# [What to work on]
Find the line holding "pub clock: Arc<dyn" in the entries below. Give it again exactly, along with every line after it up to and including the line holding "Expired session cleanup".

*** Extracted entries ***

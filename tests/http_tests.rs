//! End-to-end tests of the access middleware over a real HTTP server
//!
//! Covers:
//! - Public paths and bearer token rejection
//! - Context propagation and token-expiry hint headers
//! - Session open / use / logout and implicit session creation
//! - Admin-only statistics
//! - Rate limiting, oversized payloads and IP blocks

mod common;

use std::time::Duration;

use access_gate::guard::BlockReason;
use access_gate::telemetry::events;
use access_gate::clock::Clock;
use common::{AUDIENCE, ISSUER, TestGate, access_token, client, sign, test_config};
use pretty_assertions::assert_eq;
use reqwest::StatusCode;
use serde_json::{Value, json};

#[tokio::test]
async fn health_is_public() {
    let gate = TestGate::new(test_config());
    let base = gate.serve().await;

    let response = client().get(format!("{base}/health")).send().await.unwrap();

    assert_eq!(response.status(), StatusCode::OK);
    assert!(response.headers().contains_key("ratelimit-remaining"));
    let body: Value = response.json().await.unwrap();
    assert_eq!(body["status"], "healthy");
}

#[tokio::test]
async fn missing_and_invalid_tokens_share_one_rejection() {
    let gate = TestGate::new(test_config());
    let base = gate.serve().await;

    let missing = client().get(format!("{base}/api/documents")).send().await.unwrap();
    let invalid = client()
        .get(format!("{base}/api/documents"))
        .bearer_auth("not-a-jwt")
        .send()
        .await
        .unwrap();

    assert_eq!(missing.status(), StatusCode::UNAUTHORIZED);
    assert_eq!(invalid.status(), StatusCode::UNAUTHORIZED);
    let missing: Value = missing.json().await.unwrap();
    let invalid: Value = invalid.json().await.unwrap();
    assert_eq!(missing, invalid);
    assert_eq!(missing["error"]["code"], "unauthorized");
}

#[tokio::test]
async fn valid_token_reaches_handler_with_context() {
    let gate = TestGate::new(test_config());
    let base = gate.serve().await;
    let token = access_token(&gate.clock, "ada", 3600);

    let response = client()
        .get(format!("{base}/api/documents/42"))
        .bearer_auth(&token)
        .send()
        .await
        .unwrap();

    assert_eq!(response.status(), StatusCode::OK);
    assert!(!response.headers().contains_key("x-token-refresh-needed"));
    let body: Value = response.json().await.unwrap();
    assert_eq!(body["path"], "/api/documents/42");
    assert_eq!(body["user"]["id"], "ada");
    assert_eq!(body["token_type"], "access");
    assert_eq!(body["refresh_needed"], false);
    assert_eq!(body["ip"], "127.0.0.1");
}

#[tokio::test]
async fn token_near_expiry_gets_refresh_hints() {
    let gate = TestGate::new(test_config());
    let base = gate.serve().await;
    let token = access_token(&gate.clock, "ada", 120);

    let response = client()
        .get(format!("{base}/api/documents"))
        .bearer_auth(&token)
        .send()
        .await
        .unwrap();

    assert_eq!(response.status(), StatusCode::OK);
    let headers = response.headers();
    assert_eq!(headers["x-token-refresh-needed"], "true");
    assert!(headers.contains_key("x-token-expires-at"));
    let expires_in: u64 = headers["x-token-expires-in"].to_str().unwrap().parse().unwrap();
    assert!(expires_in <= 120);
}

#[tokio::test]
async fn session_lifecycle_over_http() {
    let gate = TestGate::new(test_config());
    let base = gate.serve().await;
    let token = access_token(&gate.clock, "ada", 3600);
    let http = client();

    // GIVEN: a session opened with remember-me
    let created: Value = http
        .post(format!("{base}/api/auth/session"))
        .bearer_auth(&token)
        .json(&json!({"remember_me": true, "login_method": "password"}))
        .send()
        .await
        .unwrap()
        .json()
        .await
        .unwrap();
    let session_id = created["session_id"].as_str().unwrap().to_string();
    assert_eq!(created["extended"], true);
    assert_eq!(gate.gate.sessions.get(&session_id).unwrap().client.login_method.as_deref(), Some("password"));

    // WHEN: the session header accompanies a request
    let response = http
        .get(format!("{base}/api/documents"))
        .bearer_auth(&token)
        .header("x-session-id", &session_id)
        .send()
        .await
        .unwrap();

    // THEN: activity is recorded and the session expiry is reported
    assert_eq!(response.status(), StatusCode::OK);
    assert!(response.headers().contains_key("x-session-expires-at"));
    let body: Value = response.json().await.unwrap();
    assert_eq!(body["session"]["id"], session_id.as_str());
    assert_eq!(body["session"]["activity_count"], 2);

    // WHEN: the user logs out
    let logout = http
        .delete(format!("{base}/api/auth/session"))
        .bearer_auth(&token)
        .header("x-session-id", &session_id)
        .send()
        .await
        .unwrap();
    assert_eq!(logout.status(), StatusCode::NO_CONTENT);

    // THEN: the session is no longer accepted
    let after = http
        .get(format!("{base}/api/documents"))
        .bearer_auth(&token)
        .header("x-session-id", &session_id)
        .send()
        .await
        .unwrap();
    assert_eq!(after.status(), StatusCode::UNAUTHORIZED);
    assert_eq!(gate.gate.sessions.queue().len(), 1);
}

#[tokio::test]
async fn authenticated_request_without_session_opens_one() {
    let gate = TestGate::new(test_config());
    let base = gate.serve().await;
    let token = access_token(&gate.clock, "ada", 3600);
    let http = client();

    // WHEN: an authenticated request names no session
    let first = http
        .get(format!("{base}/api/documents"))
        .bearer_auth(&token)
        .send()
        .await
        .unwrap();

    // THEN: a session is opened and its id handed back in the session header
    assert_eq!(first.status(), StatusCode::OK);
    let session_id = first.headers()["x-session-id"].to_str().unwrap().to_string();
    let body: Value = first.json().await.unwrap();
    assert_eq!(body["session"]["id"], session_id.as_str());
    assert_eq!(body["session"]["activity_count"], 1);
    let opened = gate.gate.sessions.get(&session_id).unwrap();
    assert_eq!(opened.user_id, "ada");
    assert_eq!(opened.client.ip, Some("127.0.0.1".parse().unwrap()));

    // WHEN: the id is presented back
    let second = http
        .get(format!("{base}/api/documents"))
        .bearer_auth(&token)
        .header("x-session-id", &session_id)
        .send()
        .await
        .unwrap();

    // THEN: the same session is resumed, not replaced
    assert_eq!(second.status(), StatusCode::OK);
    assert!(!second.headers().contains_key("x-session-id"));
    let body: Value = second.json().await.unwrap();
    assert_eq!(body["session"]["activity_count"], 2);
    assert_eq!(gate.gate.sessions.sessions_for_user("ada").len(), 1);
    assert_eq!(gate.sink.count(events::SESSION_CREATED), 1);
}

#[tokio::test]
async fn unknown_session_id_is_replaced_with_a_new_session() {
    let gate = TestGate::new(test_config());
    let base = gate.serve().await;
    let token = access_token(&gate.clock, "ada", 3600);

    let response = client()
        .get(format!("{base}/api/documents"))
        .bearer_auth(&token)
        .header("x-session-id", "never-issued")
        .send()
        .await
        .unwrap();

    assert_eq!(response.status(), StatusCode::OK);
    let issued = response.headers()["x-session-id"].to_str().unwrap().to_string();
    assert_ne!(issued, "never-issued");
    assert!(gate.gate.sessions.get(&issued).is_some());
    assert!(gate.gate.sessions.get("never-issued").is_none());
}

#[tokio::test]
async fn stats_require_the_admin_role() {
    let gate = TestGate::new(test_config());
    let base = gate.serve().await;
    let http = client();
    let now = gate.clock.now().timestamp();
    let admin = sign(
        "k1",
        &json!({
            "iss": ISSUER,
            "aud": AUDIENCE,
            "sub": "root",
            "scp": "read",
            "roles": ["access-gate.admin"],
            "iat": now,
            "exp": now + 3600,
        }),
    );

    // WHEN: a regular user asks for statistics
    let denied = http
        .get(format!("{base}/api/admin/stats"))
        .bearer_auth(access_token(&gate.clock, "ada", 3600))
        .send()
        .await
        .unwrap();

    // THEN: it is forbidden
    assert_eq!(denied.status(), StatusCode::FORBIDDEN);
    let body: Value = denied.json().await.unwrap();
    assert_eq!(body["error"]["code"], "forbidden");

    // WHEN: an admin asks
    let allowed = http
        .get(format!("{base}/api/admin/stats"))
        .bearer_auth(&admin)
        .send()
        .await
        .unwrap();

    // THEN: the counters are returned
    assert_eq!(allowed.status(), StatusCode::OK);
    let body: Value = allowed.json().await.unwrap();
    assert_eq!(body["sessions"]["active"], 2);
    assert!(body["validator"].is_object());
}

#[tokio::test]
async fn session_of_another_user_is_rejected() {
    let gate = TestGate::new(test_config());
    let base = gate.serve().await;
    let session = gate
        .gate
        .sessions
        .create("grace", Default::default(), false, None);
    let token = access_token(&gate.clock, "ada", 3600);

    let response = client()
        .get(format!("{base}/api/documents"))
        .bearer_auth(&token)
        .header("x-session-id", &session.id)
        .send()
        .await
        .unwrap();

    assert_eq!(response.status(), StatusCode::UNAUTHORIZED);
    assert_eq!(gate.gate.sessions.get(&session.id).unwrap().activity_count, 1);
}

#[tokio::test]
async fn fingerprint_mismatch_rejects_session() {
    let mut config = test_config();
    config.fingerprint.enabled = true;
    let gate = TestGate::new(config);
    let base = gate.serve().await;
    let token = access_token(&gate.clock, "ada", 3600);
    let http = client();

    let created: Value = http
        .post(format!("{base}/api/auth/session"))
        .bearer_auth(&token)
        .header("accept-language", "en-GB")
        .json(&json!({}))
        .send()
        .await
        .unwrap()
        .json()
        .await
        .unwrap();
    let session_id = created["session_id"].as_str().unwrap().to_string();

    let same = http
        .get(format!("{base}/api/documents"))
        .bearer_auth(&token)
        .header("accept-language", "en-GB")
        .header("x-session-id", &session_id)
        .send()
        .await
        .unwrap();
    assert_eq!(same.status(), StatusCode::OK);

    let different = http
        .get(format!("{base}/api/documents"))
        .bearer_auth(&token)
        .header("accept-language", "fi-FI")
        .header("x-session-id", &session_id)
        .send()
        .await
        .unwrap();
    assert_eq!(different.status(), StatusCode::UNAUTHORIZED);
}

#[tokio::test]
async fn rate_limit_rejects_request_past_quota() {
    // GIVEN: the general class allows 100 requests per minute
    let mut config = test_config();
    config.rate_limit.general.slow_down.enabled = false;
    let gate = TestGate::new(config);
    let base = gate.serve().await;
    let http = client();
    let token = access_token(&gate.clock, "ada", 3600);

    // WHEN: 101 requests arrive within the window
    for i in 1..=100 {
        let response = http
            .get(format!("{base}/api/documents"))
            .bearer_auth(&token)
            .send()
            .await
            .unwrap();
        assert_eq!(response.status(), StatusCode::OK, "request {i}");
    }
    let limited = http
        .get(format!("{base}/api/documents"))
        .bearer_auth(&token)
        .send()
        .await
        .unwrap();

    // THEN: the 101st is rejected with a retry hint
    assert_eq!(limited.status(), StatusCode::TOO_MANY_REQUESTS);
    let retry_after: u64 = limited.headers()["retry-after"].to_str().unwrap().parse().unwrap();
    assert!(retry_after <= 60);
    assert_eq!(limited.headers()["ratelimit-remaining"], "0");
    assert_eq!(gate.sink.count(events::RATE_LIMIT_EXCEEDED), 1);

    // AND: a new window admits requests again
    gate.clock.advance(Duration::from_secs(61));
    let next = http
        .get(format!("{base}/api/documents"))
        .bearer_auth(&token)
        .send()
        .await
        .unwrap();
    assert_eq!(next.status(), StatusCode::OK);
}

#[tokio::test]
async fn oversized_payloads_escalate_to_block_before_validation() {
    // GIVEN: three oversized payloads within a minute trigger a block
    let mut config = test_config();
    config.abuse.max_payload_bytes = 1024;
    let gate = TestGate::new(config);
    let base = gate.serve().await;
    let http = client();
    let token = access_token(&gate.clock, "ada", 3600);
    let big = vec![b'x'; 4096];

    for _ in 0..3 {
        let response = http
            .post(format!("{base}/api/documents"))
            .bearer_auth(&token)
            .body(big.clone())
            .send()
            .await
            .unwrap();
        assert_eq!(response.status(), StatusCode::PAYLOAD_TOO_LARGE);
    }

    // WHEN: the same IP sends a valid request
    let response = http
        .get(format!("{base}/api/documents"))
        .bearer_auth(&token)
        .send()
        .await
        .unwrap();

    // THEN: it is rejected before the token is looked at
    assert_eq!(response.status(), StatusCode::FORBIDDEN);
    assert!(response.headers().contains_key("retry-after"));
    let block = gate.gate.abuse.is_blocked("127.0.0.1".parse().unwrap()).unwrap();
    assert_eq!(block.reason, BlockReason::OversizedPayloads);
    assert_eq!(gate.gate.validator.stats().verifications, 0);
    assert_eq!(gate.jwks.count(), 0);
}

#[tokio::test]
async fn bot_user_agent_is_rejected() {
    let gate = TestGate::new(test_config());
    let base = gate.serve().await;

    let response = reqwest::Client::builder()
        .user_agent("curl/8.0")
        .build()
        .unwrap()
        .get(format!("{base}/health"))
        .header("origin", "http://192.168.0.7")
        .send()
        .await
        .unwrap();

    assert_eq!(response.status(), StatusCode::FORBIDDEN);
    let body: Value = response.json().await.unwrap();
    assert_eq!(body["error"]["code"], "forbidden");
    assert_eq!(gate.sink.count(events::ABUSE_DETECTED), 1);
}

#[tokio::test]
async fn block_is_lifted_after_it_runs_out() {
    let gate = TestGate::new(test_config());
    let base = gate.serve().await;
    let ip = "127.0.0.1".parse().unwrap();
    gate.gate
        .abuse
        .block(ip, BlockReason::Manual, Duration::from_secs(600));

    let blocked = client().get(format!("{base}/health")).send().await.unwrap();
    assert_eq!(blocked.status(), StatusCode::FORBIDDEN);

    gate.clock.advance(Duration::from_secs(601));
    let lifted = client().get(format!("{base}/health")).send().await.unwrap();
    assert_eq!(lifted.status(), StatusCode::OK);
    assert_eq!(gate.sink.count(events::IP_UNBLOCKED), 1);
}
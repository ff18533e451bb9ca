//! Command-line interface

use std::path::PathBuf;

use clap::{Parser, Subcommand, ValueEnum};

/// Access gate - token validation, sessions, rate limiting and abuse protection
#[derive(Parser, Debug)]
#[command(name = "access-gate")]
#[command(version, about, long_about = None)]
pub struct Cli {
    /// Path to configuration file (YAML)
    #[arg(short, long, env = "ACCESS_GATE_CONFIG", global = true)]
    pub config: Option<PathBuf>,

    /// Port to listen on
    #[arg(short, long, env = "ACCESS_GATE_PORT")]
    pub port: Option<u16>,

    /// Host to bind to
    #[arg(long, env = "ACCESS_GATE_HOST")]
    pub host: Option<String>,

    /// Log level (trace, debug, info, warn, error)
    #[arg(
        long,
        default_value = "info",
        env = "ACCESS_GATE_LOG_LEVEL",
        global = true
    )]
    pub log_level: String,

    /// Log format (text, json)
    #[arg(long, env = "ACCESS_GATE_LOG_FORMAT", global = true)]
    pub log_format: Option<String>,

    /// Subcommand (optional - defaults to server mode)
    #[command(subcommand)]
    pub command: Option<Command>,
}

/// Available subcommands
#[derive(Subcommand, Debug)]
pub enum Command {
    /// Start the access gate server (default)
    Serve,

    /// Print the resolved configuration
    Config {
        /// Output format
        #[arg(short, long, value_enum, default_value_t = ConfigFormat::Yaml)]
        format: ConfigFormat,
    },
}

/// Output format for `config`
#[derive(Debug, Clone, Copy, PartialEq, Eq, ValueEnum)]
pub enum ConfigFormat {
    /// YAML
    Yaml,
    /// JSON
    Json,
}
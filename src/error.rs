//! Error types for the access gate

use std::io;

use thiserror::Error;

use crate::auth::keys::KeyFetchError;
use crate::auth::refresh::RefreshError;
use crate::auth::validator::ValidationError;
use crate::session::cleanup::CleanupError;
use crate::session::store::SessionError;

/// Result type alias for the access gate
pub type Result<T> = std::result::Result<T, Error>;

/// Access gate errors
#[derive(Error, Debug)]
pub enum Error {
    /// Configuration error
    #[error("Configuration error: {0}")]
    Config(String),

    /// Signing key could not be resolved
    #[error(transparent)]
    KeyFetch(#[from] KeyFetchError),

    /// Token failed validation
    #[error(transparent)]
    Validation(#[from] ValidationError),

    /// Token refresh failed
    #[error(transparent)]
    Refresh(#[from] RefreshError),

    /// Session lookup or update failed
    #[error(transparent)]
    Session(#[from] SessionError),

    /// Resource cleanup failed
    #[error(transparent)]
    Cleanup(#[from] CleanupError),

    /// IO error
    #[error("IO error: {0}")]
    Io(#[from] io::Error),

    /// JSON error
    #[error("JSON error: {0}")]
    Json(#[from] serde_json::Error),

    /// HTTP error
    #[error("HTTP error: {0}")]
    Http(#[from] reqwest::Error),

    /// Internal error
    #[error("Internal error: {0}")]
    Internal(String),
}

impl Error {
    /// Category reported to external callers.
    ///
    /// Everything that is not a server fault collapses into `unauthorized` so a
    /// caller cannot tell which control rejected it.
    #[must_use]
    pub fn public_code(&self) -> &'static str {
        match self {
            Self::KeyFetch(_) | Self::Validation(_) | Self::Refresh(_) | Self::Session(_) => {
                "unauthorized"
            }
            _ => "internal_error",
        }
    }
}
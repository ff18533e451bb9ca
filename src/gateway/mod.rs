//! HTTP surface: access middleware, handlers and server

pub mod middleware;
mod router;
mod server;

pub use middleware::{RequestContext, access_middleware, bearer_token, client_ip};
pub use router::create_router;
pub use server::{AccessControl, Collaborators, Gateway};
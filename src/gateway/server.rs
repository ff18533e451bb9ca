//! Access control service object and HTTP server

use std::net::SocketAddr;
use std::sync::Arc;
use std::time::Duration;

use tokio::net::TcpListener;
use tokio::signal;
use tokio::sync::broadcast;
use tokio::task::JoinHandle;
use tracing::{debug, info, warn};

use super::router::create_router;
use crate::auth::{
    HttpIdentityProvider, HttpJwksSource, IdentityProvider, JwksSource, KeyResolver, TokenRefresher,
    TokenValidator,
};
use crate::clock::{Clock, SystemClock, chrono_duration};
use crate::config::Config;
use crate::guard::{AbuseDetector, PruneReport, RateLimiter};
use crate::session::{
    CleanupEngine, CleanupQueue, FingerprintGuard, NoResources, SessionResources, SessionStore,
};
use crate::telemetry::{TelemetrySink, TracingSink};
use crate::{Error, Result};

/// External systems the access gate talks to.
pub struct Collaborators {
    /// Signing key set
    pub jwks: Arc<dyn JwksSource>,
    /// Refresh and revocation endpoints
    pub provider: Arc<dyn IdentityProvider>,
    /// Per-session resources released by cleanup
    pub resources: Arc<dyn SessionResources>,
}

impl Collaborators {
    /// HTTP collaborators for the configured endpoints. Session resources are
    /// not managed by the standalone server.
    ///
    /// # Errors
    ///
    /// Returns [`crate::Error::Http`] if an HTTP client cannot be built.
    pub fn from_config(config: &Config) -> Result<Self> {
        Ok(Self {
            jwks: Arc::new(HttpJwksSource::new(
                config.keys.resolved_jwks_uri(),
                config.keys.fetch_timeout,
            )?),
            provider: Arc::new(HttpIdentityProvider::new(config.refresh.clone())?),
            resources: Arc::new(NoResources),
        })
    }
}

/// Every access-control component, wired together.
///
/// Request handlers and background tasks share the same stores through this
/// object; each store guards its own state.
pub struct AccessControl {
    /// Resolved configuration
    pub config: Config,
    /// Time source
    pub clock: Arc<dyn Clock>,
    /// Telemetry sink
    pub telemetry: Arc<dyn TelemetrySink>,
    /// Signing key resolver
    pub keys: Arc<KeyResolver>,
    /// Bearer token validator
    pub validator: Arc<TokenValidator>,
    /// Refresh token exchange
    pub refresher: Arc<TokenRefresher>,
    /// Session store
    pub sessions: Arc<SessionStore>,
    /// Expired session cleanup
    pub cleanup: Arc<CleanupEngine>,
    /// Session fingerprint guard
    pub fingerprint: FingerprintGuard,
    /// Per-IP rate limiter
    pub rate_limiter: Arc<RateLimiter>,
    /// Abuse scoring and IP blocks
    pub abuse: Arc<AbuseDetector>,
}

impl AccessControl {
    /// Wire all components.
    ///
    /// # Errors
    ///
    /// Returns an error if the validator configuration is unusable.
    pub fn build(
        config: Config,
        collaborators: Collaborators,
        clock: Arc<dyn Clock>,
        telemetry: Arc<dyn TelemetrySink>,
    ) -> Result<Self> {
        let keys = Arc::new(KeyResolver::new(
            config.keys.clone(),
            collaborators.jwks,
            Arc::clone(&clock),
            Arc::clone(&telemetry),
        ));
        let validator = Arc::new(TokenValidator::new(
            config.validator.clone(),
            Arc::clone(&keys),
            Arc::clone(&clock),
            Arc::clone(&telemetry),
        )?);
        let refresher = Arc::new(TokenRefresher::new(
            config.refresh.clone(),
            collaborators.provider,
            Arc::clone(&validator),
            Arc::clone(&clock),
            Arc::clone(&telemetry),
        ));
        let queue = Arc::new(CleanupQueue::new(config.cleanup.batch_size));
        let sessions = Arc::new(SessionStore::new(
            config.session.clone(),
            queue,
            Arc::clone(&clock),
            Arc::clone(&telemetry),
        ));
        let cleanup = Arc::new(CleanupEngine::new(
            config.cleanup.clone(),
            Arc::clone(&sessions),
            collaborators.resources,
            Arc::clone(&clock),
            Arc::clone(&telemetry),
        ));
        let rate_limiter = Arc::new(RateLimiter::new(
            config.rate_limit.clone(),
            Arc::clone(&clock),
            Arc::clone(&telemetry),
        ));
        let abuse = Arc::new(AbuseDetector::new(
            config.abuse.clone(),
            Arc::clone(&clock),
            Arc::clone(&telemetry),
        ));

        Ok(Self {
            fingerprint: FingerprintGuard::new(config.fingerprint.clone()),
            config,
            clock,
            telemetry,
            keys,
            validator,
            refresher,
            sessions,
            cleanup,
            rate_limiter,
            abuse,
        })
    }

    /// Production wiring: HTTP collaborators, system clock, tracing telemetry.
    ///
    /// # Errors
    ///
    /// Returns an error if the validator configuration is unusable.
    pub fn from_config(config: Config) -> Result<Self> {
        let collaborators = Collaborators::from_config(&config)?;
        Self::build(config, collaborators, Arc::new(SystemClock), Arc::new(TracingSink))
    }

    /// Whether `path` skips token validation.
    #[must_use]
    pub fn is_public_path(&self, path: &str) -> bool {
        self.config
            .server
            .public_paths
            .iter()
            .any(|p| path.starts_with(p.as_str()))
    }

    /// Start the periodic maintenance tasks. Each task stops when `shutdown` fires.
    pub fn spawn_background(&self, shutdown: &broadcast::Sender<()>) -> Vec<JoinHandle<()>> {
        let keys = Arc::clone(&self.keys);
        let validator = Arc::clone(&self.validator);
        let sessions = Arc::clone(&self.sessions);
        let refresher = Arc::clone(&self.refresher);
        let rate_limiter = Arc::clone(&self.rate_limiter);
        let abuse = Arc::clone(&self.abuse);
        let clock = Arc::clone(&self.clock);
        let revocation_horizon = chrono_duration(self.config.session.extended_timeout);

        vec![
            spawn_periodic("key-cache", self.config.keys.sweep_interval, shutdown.subscribe(), move || {
                let evicted = keys.evict_expired();
                if evicted > 0 {
                    debug!(count = evicted, "Evicted expired signing keys");
                }
            }),
            spawn_periodic(
                "validation-cache",
                self.config.validator.sweep_interval,
                shutdown.subscribe(),
                move || {
                    let evicted = validator.evict_expired();
                    if evicted > 0 {
                        debug!(count = evicted, "Evicted expired validation results");
                    }
                },
            ),
            spawn_periodic("session-sweep", self.config.session.sweep_interval, shutdown.subscribe(), move || {
                let report = sessions.sweep();
                let pruned = refresher.registry().prune(clock.now() - revocation_horizon);
                if report.expired > 0 || report.purged > 0 || pruned > 0 {
                    info!(
                        expired = report.expired,
                        purged = report.purged,
                        revocations_pruned = pruned,
                        "Session sweep"
                    );
                }
            }),
            spawn_periodic(
                "rate-limit-prune",
                self.config.rate_limit.prune_interval,
                shutdown.subscribe(),
                move || {
                    let pruned = rate_limiter.prune();
                    if pruned > 0 {
                        debug!(count = pruned, "Pruned stale rate-limit windows");
                    }
                },
            ),
            spawn_periodic("abuse-prune", self.config.abuse.prune_interval, shutdown.subscribe(), move || {
                let report = abuse.prune();
                if report != PruneReport::default() {
                    debug!(
                        trackers = report.trackers_removed,
                        blocks = report.blocks_lifted,
                        forgotten_blocks = report.block_history_forgotten,
                        "Pruned abuse state"
                    );
                }
            }),
            tokio::spawn(Arc::clone(&self.cleanup).run(shutdown.subscribe())),
        ]
    }
}

/// Run `tick` every `interval` until `shutdown` fires. The first tick is skipped.
fn spawn_periodic<F>(
    name: &'static str,
    interval: Duration,
    mut shutdown: broadcast::Receiver<()>,
    mut tick: F,
) -> JoinHandle<()>
where
    F: FnMut() + Send + 'static,
{
    tokio::spawn(async move {
        let mut ticker = tokio::time::interval(interval);
        ticker.tick().await;
        loop {
            tokio::select! {
                _ = ticker.tick() => tick(),
                _ = shutdown.recv() => {
                    debug!(task = name, "Background task shutting down");
                    break;
                }
            }
        }
    })
}

/// Access gate HTTP server
pub struct Gateway {
    gate: Arc<AccessControl>,
}

impl Gateway {
    /// Create a server over production wiring.
    ///
    /// # Errors
    ///
    /// Returns an error if the configuration is unusable.
    pub fn new(config: Config) -> Result<Self> {
        Ok(Self::with_access_control(Arc::new(AccessControl::from_config(config)?)))
    }

    /// Create a server over an existing service object.
    #[must_use]
    pub fn with_access_control(gate: Arc<AccessControl>) -> Self {
        Self { gate }
    }

    /// Shared service object.
    #[must_use]
    pub fn access_control(&self) -> &Arc<AccessControl> {
        &self.gate
    }

    /// Serve until Ctrl+C or SIGTERM.
    ///
    /// # Errors
    ///
    /// Returns an error if the address cannot be bound or the server fails.
    pub async fn run(self) -> Result<()> {
        let config = &self.gate.config;
        let addr = SocketAddr::new(
            config
                .server
                .host
                .parse()
                .map_err(|e| Error::Config(format!("Invalid host: {e}")))?,
            config.server.port,
        );
        let listener = TcpListener::bind(addr).await?;

        let (shutdown_tx, _) = broadcast::channel(1);
        let tasks = self.gate.spawn_background(&shutdown_tx);

        match self.gate.keys.warm().await {
            Ok(count) => info!(keys = count, "Signing keys loaded"),
            Err(e) => warn!(error = %e, "Signing keys unavailable at startup, will fetch on demand"),
        }

        info!("============================================================");
        info!("ACCESS GATE v{}", env!("CARGO_PKG_VERSION"));
        info!("============================================================");
        info!(host = %config.server.host, port = config.server.port, "Listening");
        info!(jwks = %config.keys.resolved_jwks_uri(), "Signing keys");
        info!(
            rate_limit = config.rate_limit.enabled,
            abuse = config.abuse.enabled,
            fingerprint = config.fingerprint.enabled,
            "Guards"
        );
        info!(paths = ?config.server.public_paths, "Public paths");
        info!("============================================================");

        let app = create_router(Arc::clone(&self.gate));
        self.serve(listener, app, shutdown_tx).await?;

        futures::future::join_all(tasks).await;
        info!("Background tasks stopped");
        Ok(())
    }

    async fn serve(
        &self,
        listener: TcpListener,
        app: axum::Router,
        shutdown_tx: broadcast::Sender<()>,
    ) -> Result<()> {
        axum::serve(listener, app.into_make_service_with_connect_info::<SocketAddr>())
            .with_graceful_shutdown(shutdown_signal(shutdown_tx))
            .await
            .map_err(|e| Error::Internal(e.to_string()))
    }
}

/// Resolve on Ctrl+C or SIGTERM, then notify background tasks.
async fn shutdown_signal(shutdown_tx: broadcast::Sender<()>) {
    let ctrl_c = async {
        if let Err(e) = signal::ctrl_c().await {
            warn!(error = %e, "Failed to install Ctrl+C handler");
            std::future::pending::<()>().await;
        }
    };

    #[cfg(unix)]
    let terminate = async {
        match signal::unix::signal(signal::unix::SignalKind::terminate()) {
            Ok(mut sigterm) => {
                sigterm.recv().await;
            }
            Err(e) => {
                warn!(error = %e, "Failed to install SIGTERM handler");
                std::future::pending::<()>().await;
            }
        }
    };

    #[cfg(not(unix))]
    let terminate = std::future::pending::<()>();

    tokio::select! {
        () = ctrl_c => {},
        () = terminate => {},
    }

    info!("Shutdown signal received");
    let _ = shutdown_tx.send(());
}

*** End of Extracted entries ***

# [Output of the task]
    pub clock: Arc<dyn Clock>,
    /// Telemetry sink
    pub telemetry: Arc<dyn TelemetrySink>,
    /// Signing key resolver
    pub keys: Arc<KeyResolver>,
    /// Bearer token validator
    pub validator: Arc<TokenValidator>,
    /// Refresh token exchange
    pub refresher: Arc<TokenRefresher>,
    /// Session store
    pub sessions: Arc<SessionStore>,
    /// Expired session cleanup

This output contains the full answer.